Late-life depression: its oral health significance.


Late-life depression (LLD) initially occurs after age 65 and is a major public health concern because elderly people who are at high risk constitute an ever-expanding segment of the population. LLD is a mental illness in which mood, thought content, and behavioural patterns are impaired, causing individual distress, compromising social function and impairing self-maintenance skills (e.g. bathing, dressing, hygiene). It is characterised by marked sadness, or a loss of interest or pleasure in daily activities and may be accompanied by weight change, sleep disturbance, fatigue, difficulty concentrating, and high suicide rate.
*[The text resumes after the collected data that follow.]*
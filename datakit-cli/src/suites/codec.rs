//! Codec suites: one per scheme plus the adaptive path.

use datakit_codec::{
    analyze,
    decode_to_vec,
    encode,
    encode_with,
    encoded_size,
    max_encoded_size,
    select,
    Encoding,
    Error,
};
use datakit_types::{
    varint,
    zigzag,
};
use rand::{
    rngs::StdRng,
    Rng,
    SeedableRng,
};

use crate::harness::Checks;

fn round_trip(checks: &mut Checks, encoding: Encoding, values: &[u64], label: &str) {
    let mut buf = vec![0u8; encoding.max_encoded_size(values.len())];
    match encode_with(encoding, values, &mut buf) {
        Ok((written, metadata)) => {
            checks.eq(metadata.encoding(), encoding, label);
            checks.eq(buf[0], encoding.tag(), label);
            match decode_to_vec(&buf[..written], values.len()) {
                Ok((decoded, consumed)) => {
                    checks.eq(consumed, written, label);
                    checks.check(decoded == values, label);
                }
                Err(err) => checks.check(false, &format!("{label}: decode failed: {err}")),
            }
            checks.eq(
                encoded_size(&buf[..written], values.len()),
                Ok(written),
                label,
            );
        }
        Err(err) => checks.check(false, &format!("{label}: encode failed: {err}")),
    }
}

fn shapes(rng: &mut StdRng) -> Vec<(&'static str, Vec<u64>)> {
    vec![
        ("empty", Vec::new()),
        ("singleton", vec![rng.gen()]),
        ("all-equal", vec![777; 256]),
        ("ascending", (0..1000u64).map(|i| 40_000 + i * 5).collect()),
        ("descending", (0..1000u64).rev().map(|i| 40_000 + i * 5).collect()),
        ("random", (0..512).map(|_| rng.gen()).collect()),
        (
            "clustered",
            (0..512).map(|_| 9_000_000 + rng.gen_range(0..2_000)).collect(),
        ),
    ]
}

pub fn varint(checks: &mut Checks) {
    let mut buf = [0u8; varint::MAX_SIZE];
    for shift in 0..64 {
        let value = 1u64 << shift;
        for probe in [value - 1, value, value + 1] {
            let written = varint::encode(probe, &mut buf).expect("buffer is MAX_SIZE");
            checks.eq(varint::size(probe), written, "varint size");
            checks.eq(varint::decode(&buf), Ok((probe, written)), "varint round trip");
        }
    }
    checks.eq(varint::size(0), 1, "zero is one byte");
    checks.eq(varint::size(u64::MAX), varint::MAX_SIZE, "max is nine bytes");
    for value in [0i64, -1, 1, i64::MIN, i64::MAX] {
        checks.eq(zigzag::decode(zigzag::encode(value)), value, "zigzag fold");
    }
}

pub fn delta(checks: &mut Checks) {
    let mut rng = StdRng::seed_from_u64(11);
    for (label, values) in shapes(&mut rng) {
        round_trip(checks, Encoding::Delta, &values, label);
    }
    // A gently increasing run encodes to almost nothing.
    let run = [100u64, 102, 103, 105, 110, 115, 120];
    let mut buf = [0u8; 64];
    let (written, _) = encode_with(Encoding::Delta, &run, &mut buf).expect("encode");
    checks.check(written <= 16, "sorted run stays under 16 bytes");
}

pub fn frame(checks: &mut Checks) {
    let mut rng = StdRng::seed_from_u64(12);
    for (label, values) in shapes(&mut rng) {
        round_trip(checks, Encoding::For, &values, label);
    }
}

pub fn patched(checks: &mut Checks) {
    let mut rng = StdRng::seed_from_u64(13);
    for (label, values) in shapes(&mut rng) {
        round_trip(checks, Encoding::Pfor, &values, label);
    }
    // Clustered data with rare spikes is the scheme's home turf: the
    // packed block should stay near the cluster's width.
    let mut values: Vec<u64> = (0..2_000).map(|_| 600_000 + rng.gen_range(0..1_024)).collect();
    values[17] = u64::MAX / 2;
    values[999] = u64::MAX / 3;
    let mut buf = vec![0u8; Encoding::Pfor.max_encoded_size(values.len())];
    let (written, _) = encode_with(Encoding::Pfor, &values, &mut buf).expect("encode");
    checks.check(written < 2_000 * 3, "exceptions stay out of band");
    let (decoded, _) = decode_to_vec(&buf[..written], values.len()).expect("decode");
    checks.check(decoded == values, "patched round trip");
}

pub fn dict(checks: &mut Checks) {
    let mut rng = StdRng::seed_from_u64(14);
    for (label, values) in shapes(&mut rng) {
        round_trip(checks, Encoding::Dict, &values, label);
    }
    let cycled: Vec<u64> = (0..200).map(|i| [200, 404, 500, 304, 403][i % 5]).collect();
    let mut buf = vec![0u8; Encoding::Dict.max_encoded_size(cycled.len())];
    let (written, _) = encode_with(Encoding::Dict, &cycled, &mut buf).expect("encode");
    checks.check(written < 200 * 8 / 3, "five symbols compress well");
}

pub fn bitmap(checks: &mut Checks) {
    let ascending: Vec<u64> = (500..3_000).collect();
    round_trip(checks, Encoding::Bitmap, &ascending, "ascending");
    round_trip(checks, Encoding::Bitmap, &[], "empty");
    round_trip(checks, Encoding::Bitmap, &[65_535], "edge value");

    let mut buf = vec![0u8; 16 * 1024];
    checks.eq(
        encode_with(Encoding::Bitmap, &[1, 1], &mut buf).err(),
        Some(Error::NotAscending),
        "duplicates rejected",
    );
    checks.eq(
        encode_with(Encoding::Bitmap, &[100_000], &mut buf).err(),
        Some(Error::ValueOutOfDomain(100_000)),
        "domain enforced",
    );
}

pub fn tagged(checks: &mut Checks) {
    let mut rng = StdRng::seed_from_u64(15);
    for (label, values) in shapes(&mut rng) {
        round_trip(checks, Encoding::Tagged, &values, label);
    }
    let mut out = Vec::new();
    checks.eq(
        datakit_codec::decode(&[0x3f], 1, &mut out).err(),
        Some(Error::UnknownTag(0x3f)),
        "unknown tag",
    );
}

pub fn adaptive(checks: &mut Checks) {
    let mut rng = StdRng::seed_from_u64(16);
    for (label, values) in shapes(&mut rng) {
        let chosen = select(&analyze(&values));
        let mut buf = vec![0u8; max_encoded_size(values.len())];
        match encode(&values, &mut buf) {
            Ok((written, metadata)) => {
                checks.eq(metadata.encoding(), chosen, label);
                checks.eq(buf[0], chosen.tag(), label);
                match decode_to_vec(&buf[..written], values.len()) {
                    Ok((decoded, _)) => checks.check(decoded == values, label),
                    Err(err) => {
                        checks.check(false, &format!("{label}: decode failed: {err}"))
                    }
                }
            }
            Err(err) => checks.check(false, &format!("{label}: encode failed: {err}")),
        }
    }
    // The empty array is one tag byte.
    let mut buf = [0u8; 4];
    let (written, _) = encode(&[], &mut buf).expect("empty encode");
    checks.eq(written, 1, "empty input is a single tag byte");
}
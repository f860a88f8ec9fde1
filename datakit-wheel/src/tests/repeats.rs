use std::{
    cell::Cell,
    rc::Rc,
};

use crate::{
    tests::MS,
    Wheel,
};

fn counter() -> Rc<Cell<u64>> {
    Rc::new(Cell::new(0))
}

fn register_repeating(wheel: &mut Wheel, delay_us: u64, interval_us: u64, count: &Rc<Cell<u64>>) {
    let count = Rc::clone(count);
    wheel
        .register(delay_us, interval_us, move |_, _| {
            count.set(count.get() + 1);
            true
        })
        .unwrap();
}

#[test]
fn repeating_timer_fires_once_per_interval_slot() {
    let mut wheel = Wheel::new();
    let fired = counter();
    register_repeating(&mut wheel, 10 * MS, 10 * MS, &fired);

    assert_eq!(wheel.advance(55 * MS).unwrap(), 5);
    assert_eq!(fired.get(), 5);
}

#[test]
fn long_gap_does_not_burst() {
    let mut wheel = Wheel::new();
    let fired = counter();
    register_repeating(&mut wheel, 10 * MS, 10 * MS, &fired);

    // One large advance: fires are slot-anchored, so the timer re-enters
    // the wheel once per interval-plus-slot step instead of replaying every
    // missed expiration at once.
    wheel.advance(1_000 * MS).unwrap();
    assert_eq!(fired.get(), 90);

    // Still alive and still pacing afterward.
    let before = fired.get();
    wheel.advance(1_110 * MS).unwrap();
    assert_eq!(fired.get(), before + 10);
}

#[test]
fn repeat_stops_when_the_callback_declines() {
    let mut wheel = Wheel::new();
    let fired = counter();
    let count = Rc::clone(&fired);
    wheel
        .register(5 * MS, 5 * MS, move |_, _| {
            count.set(count.get() + 1);
            count.get() < 3
        })
        .unwrap();

    assert_eq!(wheel.advance(1_000 * MS).unwrap(), 3);
    assert_eq!(fired.get(), 3);
    assert!(wheel.is_empty());
}

#[test]
fn one_shot_interval_zero_ignores_reschedule_requests() {
    let mut wheel = Wheel::new();
    let fired = counter();
    // Returns true, but interval 0 means one-shot.
    register_repeating(&mut wheel, 5 * MS, 0, &fired);

    assert_eq!(wheel.advance(500 * MS).unwrap(), 1);
    assert!(wheel.is_empty());
}

#[test]
fn pending_fires_anchor_repeats_at_now() {
    let mut wheel = Wheel::new();
    let fired = counter();
    // Zero delay: first fire comes from the pending store.
    register_repeating(&mut wheel, 0, 7 * MS, &fired);

    assert_eq!(wheel.advance(3 * MS).unwrap(), 1);
    // Rescheduled at now + 7 ms = 10 ms.
    assert_eq!(wheel.peek_next(), Some(10 * MS));

    assert_eq!(wheel.advance(11 * MS).unwrap(), 1);
    assert_eq!(fired.get(), 2);
}

#[test]
fn cancelling_a_repeating_timer_silences_it() {
    let mut wheel = Wheel::new();
    let fired = counter();
    let count = Rc::clone(&fired);
    let id = wheel
        .register(10 * MS, 10 * MS, move |_, _| {
            count.set(count.get() + 1);
            true
        })
        .unwrap();

    assert_eq!(wheel.advance(25 * MS).unwrap(), 2);
    wheel.unregister(id).unwrap();
    assert_eq!(wheel.advance(500 * MS).unwrap(), 0);
    assert_eq!(fired.get(), 2);
    assert!(wheel.is_empty());
}

#[test]
fn a_repeating_callback_can_cancel_itself() {
    let mut wheel = Wheel::new();
    let fired = counter();
    let count = Rc::clone(&fired);
    wheel
        .register(10 * MS, 10 * MS, move |wheel, id| {
            count.set(count.get() + 1);
            wheel.unregister(id).unwrap();
            // Asking for a reschedule anyway; the cancellation wins.
            true
        })
        .unwrap();

    assert_eq!(wheel.advance(500 * MS).unwrap(), 1);
    assert_eq!(fired.get(), 1);
    assert!(wheel.is_empty());
}
//! Tagged-varint payload: one self-describing varint per value.

use alloc::vec::Vec;

use datakit_types::varint;

use crate::{
    error::{
        rd,
        wr,
    },
    Error,
    Metadata,
};

pub(crate) fn encode(values: &[u64], dst: &mut [u8]) -> Result<(usize, Metadata), Error> {
    let mut at = 0;
    for &value in values {
        at += varint::encode(value, &mut dst[at..]).map_err(wr)?;
    }
    Ok((at, Metadata::Tagged))
}

pub(crate) fn decode(src: &[u8], count: usize, out: &mut Vec<u64>) -> Result<usize, Error> {
    let mut at = 0;
    for _ in 0..count {
        let (value, used) = varint::decode(&src[at..]).map_err(rd)?;
        at += used;
        out.push(value);
    }
    Ok(at)
}

/// Payload size of `count` consecutive varints, from their first bytes
/// alone. Shared with the delta payload, which is also a varint run.
pub(crate) fn size(src: &[u8], count: usize) -> Result<usize, Error> {
    let mut at = 0;
    for _ in 0..count {
        let first = *src.get(at).ok_or(Error::UnexpectedEnd)?;
        at += varint::peek_size(first).map_err(rd)?;
    }
    if at > src.len() {
        return Err(Error::UnexpectedEnd);
    }
    Ok(at)
}
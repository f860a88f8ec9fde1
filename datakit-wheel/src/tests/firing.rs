use std::{
    cell::Cell,
    rc::Rc,
};

use crate::{
    tests::{
        fire_log,
        register_logged,
        HOUR,
        MS,
    },
    Error,
    Wheel,
};

#[test]
fn one_shot_fires_exactly_once_at_the_right_advance() {
    let mut wheel = Wheel::new();
    let log = fire_log();
    register_logged(&mut wheel, 500 * MS, &log);

    assert_eq!(wheel.advance(400 * MS).unwrap(), 0);
    assert!(log.borrow().is_empty());

    assert_eq!(wheel.advance(600 * MS).unwrap(), 1);
    assert_eq!(log.borrow().len(), 1);

    assert_eq!(wheel.advance(5_000 * MS).unwrap(), 0);
    assert_eq!(log.borrow().len(), 1);
    assert!(wheel.is_empty());
}

#[test]
fn identifiers_are_monotone_from_one() {
    let mut wheel = Wheel::new();
    let log = fire_log();
    let first = register_logged(&mut wheel, 10 * MS, &log);
    let second = register_logged(&mut wheel, 20 * MS, &log);
    assert_eq!(first, 1);
    assert_eq!(second, 2);
}

#[test]
fn callbacks_fire_in_expiration_order() {
    let mut wheel = Wheel::new();
    let log = fire_log();
    // Registration order deliberately scrambled across levels.
    let late = register_logged(&mut wheel, 700 * MS, &log);
    let early = register_logged(&mut wheel, 2 * MS, &log);
    let mid = register_logged(&mut wheel, 90 * MS, &log);
    let upper = register_logged(&mut wheel, 20_000 * MS, &log);

    assert_eq!(wheel.advance(30_000 * MS).unwrap(), 4);
    assert_eq!(*log.borrow(), [early, mid, late, upper]);
}

#[test]
fn zero_delay_waits_in_pending_and_fires_on_the_next_advance() {
    let mut wheel = Wheel::new();
    let log = fire_log();
    register_logged(&mut wheel, 0, &log);
    assert_eq!(wheel.stats().pending, 1);

    assert_eq!(wheel.advance(0).unwrap(), 1);
    assert_eq!(log.borrow().len(), 1);
}

#[test]
fn sub_slot_delay_fires_promptly() {
    let mut wheel = Wheel::new();
    let log = fire_log();
    register_logged(&mut wheel, 300, &log);
    assert_eq!(wheel.stats().pending, 1);

    // Not due yet: the pending store holds it without firing.
    assert_eq!(wheel.advance(200).unwrap(), 0);
    assert_eq!(wheel.advance(350).unwrap(), 1);
}

#[test]
fn far_future_timers_wait_in_overflow() {
    let mut wheel = Wheel::new();
    let log = fire_log();
    // Twenty hours is beyond the wheels' ~18.6 h coverage.
    register_logged(&mut wheel, 20 * HOUR, &log);
    assert_eq!(wheel.stats().overflow, 1);

    assert_eq!(wheel.advance(19 * HOUR).unwrap(), 0);
    assert_eq!(wheel.stats().overflow, 0, "re-homed into the wheels");

    assert_eq!(wheel.advance(21 * HOUR).unwrap(), 1);
    assert_eq!(log.borrow().len(), 1);
}

#[test]
fn callbacks_may_register_but_not_advance() {
    let mut wheel = Wheel::new();
    let log = fire_log();
    let inner_log = Rc::clone(&log);
    let reentry_error = Rc::new(Cell::new(None));
    let seen = Rc::clone(&reentry_error);
    wheel
        .register(5 * MS, 0, move |wheel, _| {
            seen.set(wheel.advance(1).err());
            let log = Rc::clone(&inner_log);
            wheel
                .register(10 * MS, 0, move |_, id| {
                    log.borrow_mut().push(id);
                    false
                })
                .unwrap();
            false
        })
        .unwrap();

    assert_eq!(wheel.advance(6 * MS).unwrap(), 1);
    assert_eq!(reentry_error.get(), Some(Error::ReentrantAdvance));
    assert_eq!(wheel.len(), 1, "nested registration survived the advance");

    assert_eq!(wheel.advance(20 * MS).unwrap(), 1);
    assert_eq!(log.borrow().len(), 1);
}

#[test]
fn peek_tracks_the_earliest_timer() {
    let mut wheel = Wheel::new();
    assert_eq!(wheel.peek_next(), None);

    let log = fire_log();
    register_logged(&mut wheel, 700 * MS, &log);
    assert_eq!(wheel.peek_next(), Some(700 * MS));

    register_logged(&mut wheel, 40 * MS, &log);
    assert_eq!(wheel.peek_next(), Some(40 * MS));
    assert_eq!(wheel.peek_delay(), Some(40 * MS));

    wheel.advance(100 * MS).unwrap();
    assert_eq!(wheel.peek_next(), Some(700 * MS));
    assert_eq!(wheel.peek_delay(), Some(600 * MS));

    let far = register_logged(&mut wheel, 30 * HOUR, &log);
    assert_eq!(wheel.peek_next(), Some(700 * MS));
    wheel.advance(800 * MS).unwrap();
    assert_eq!(wheel.peek_next(), Some(30 * HOUR + 100 * MS));
    wheel.unregister(far).unwrap();
    assert_eq!(wheel.peek_next(), None);
}

#[test]
fn stop_all_drops_without_firing() {
    let mut wheel = Wheel::new();
    let log = fire_log();
    register_logged(&mut wheel, 5 * MS, &log);
    register_logged(&mut wheel, 0, &log);
    register_logged(&mut wheel, 24 * HOUR, &log);
    assert_eq!(wheel.len(), 3);

    wheel.stop_all();
    assert!(wheel.is_empty());
    assert_eq!(wheel.peek_next(), None);
    assert_eq!(wheel.advance(48 * HOUR).unwrap(), 0);
    assert!(log.borrow().is_empty());
}

#[test]
fn drop_fires_nothing() {
    let log = fire_log();
    {
        let mut wheel = Wheel::new();
        register_logged(&mut wheel, MS, &log);
        register_logged(&mut wheel, 0, &log);
    }
    assert!(log.borrow().is_empty());
}

#[test]
fn expiration_overflow_is_rejected() {
    let mut wheel = Wheel::new();
    wheel.advance(10 * MS).unwrap();
    let err = wheel.register(u64::MAX, 0, |_, _| false).unwrap_err();
    assert_eq!(err, Error::ExpirationOverflow);
    assert!(wheel.is_empty());
}
/// Error when mutating or deserializing a bitmap.
#[derive(Debug, Clone, Copy, PartialEq, Eq)]
#[cfg_attr(feature = "std", derive(thiserror::Error))]
pub enum Error {
    /// A range had `start > end` or reached past the 16-bit domain.
    #[cfg_attr(
        feature = "std",
        error("invalid range {start}..{end} over the 16-bit domain")
    )]
    InvalidRange {
        /// Inclusive lower bound of the offending range.
        start: u32,
        /// Exclusive upper bound of the offending range.
        end: u32,
    },
    /// The serialized form names a container kind that does not exist.
    #[cfg_attr(feature = "std", error("unknown container kind {0:#04x}"))]
    UnknownContainer(u8),
    /// The serialized payload ended before its declared content.
    #[cfg_attr(feature = "std", error("serialized bitmap ends unexpectedly"))]
    UnexpectedEnd,
    /// The destination buffer cannot hold the serialized form.
    #[cfg_attr(feature = "std", error("destination buffer too short"))]
    BufferTooShort,
    /// The serialized payload violates the container's ordering rules.
    #[cfg_attr(feature = "std", error("malformed serialized bitmap"))]
    Malformed,
    /// An iterator handed to a sorted constructor was not strictly ascending.
    #[cfg_attr(feature = "std", error("input values are not strictly ascending"))]
    NotAscending,
}

#[cfg(not(feature = "std"))]
impl core::fmt::Display for Error {
    fn fmt(&self, f: &mut core::fmt::Formatter<'_>) -> core::fmt::Result {
        match self {
            Error::InvalidRange { start, end } => {
                write!(f, "invalid range {start}..{end} over the 16-bit domain")
            }
            Error::UnknownContainer(kind) => write!(f, "unknown container kind {kind:#04x}"),
            Error::UnexpectedEnd => f.write_str("serialized bitmap ends unexpectedly"),
            Error::BufferTooShort => f.write_str("destination buffer too short"),
            Error::Malformed => f.write_str("malformed serialized bitmap"),
            Error::NotAscending => f.write_str("input values are not strictly ascending"),
        }
    }
}
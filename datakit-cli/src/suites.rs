//! Suite registry and runner.

mod bitmap;
mod codec;
mod wheel;

use crate::harness::{
    Checks,
    Suite,
};

/// Every registered suite, in display order.
pub const SUITES: &[Suite] = &[
    Suite {
        name: "codec-varint",
        run: codec::varint,
    },
    Suite {
        name: "codec-delta",
        run: codec::delta,
    },
    Suite {
        name: "codec-for",
        run: codec::frame,
    },
    Suite {
        name: "codec-pfor",
        run: codec::patched,
    },
    Suite {
        name: "codec-dict",
        run: codec::dict,
    },
    Suite {
        name: "codec-bitmap",
        run: codec::bitmap,
    },
    Suite {
        name: "codec-tagged",
        run: codec::tagged,
    },
    Suite {
        name: "codec-adaptive",
        run: codec::adaptive,
    },
    Suite {
        name: "bitmap-ops",
        run: bitmap::ops,
    },
    Suite {
        name: "bitmap-ranges",
        run: bitmap::ranges,
    },
    Suite {
        name: "bitmap-boolean",
        run: bitmap::boolean,
    },
    Suite {
        name: "bitmap-wire",
        run: bitmap::wire,
    },
    Suite {
        name: "wheel-oneshot",
        run: wheel::oneshot,
    },
    Suite {
        name: "wheel-repeat",
        run: wheel::repeat,
    },
    Suite {
        name: "wheel-cancel",
        run: wheel::cancel,
    },
    Suite {
        name: "wheel-stores",
        run: wheel::stores,
    },
];

/// Print the registry, optionally as JSON.
pub fn list(json: bool) {
    if json {
        let names: Vec<&str> = SUITES.iter().map(|suite| suite.name).collect();
        println!(
            "{}",
            serde_json::to_string(&names).expect("suite names serialize")
        );
    } else {
        for suite in SUITES {
            println!("{}", suite.name);
        }
    }
}

/// Run the named suites (`ALL` expands to every suite). Returns the number
/// of failed suites, or the first unknown name.
pub fn run(names: &[String]) -> Result<i32, String> {
    let selected: Vec<&Suite> = if names.iter().any(|name| name == "ALL") {
        SUITES.iter().collect()
    } else {
        names
            .iter()
            .map(|name| {
                SUITES
                    .iter()
                    .find(|suite| suite.name == *name)
                    .ok_or_else(|| name.clone())
            })
            .collect::<Result<_, _>>()?
    };

    let mut failed = 0;
    for suite in &selected {
        let mut checks = Checks::default();
        (suite.run)(&mut checks);
        if checks.ok() {
            println!("PASS {} ({} checks)", suite.name, checks.passed());
        } else {
            failed += 1;
            println!(
                "FAIL {} ({} passed, {} failed)",
                suite.name,
                checks.passed(),
                checks.failures().len()
            );
            for failure in checks.failures() {
                println!("     {failure}");
            }
        }
    }
    println!(
        "{} suites, {} failed",
        selected.len(),
        failed
    );
    Ok(failed)
}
Individuals under treatment for LLD and those whose illness has not been diagnosed or treated often present to the dentist with significant oral disease. LLD is frequently associated with a disinterest in performing oral hygiene, a cariogenic diet, diminished salivary flow, rampant dental decay, advanced periodontal disease, and oral dysesthesias. Many medications used to treat the disease magnify the xerostomia and increase the incidence of dental disease. Appropriate dental management necessitates a vigorous preventive dental education programme, the use of artificial salivary products, antiseptic mouthwash, daily fluoride mouthrinse and special precautions when administering local anaesthetics with vasoconstrictors and prescribing analgesics.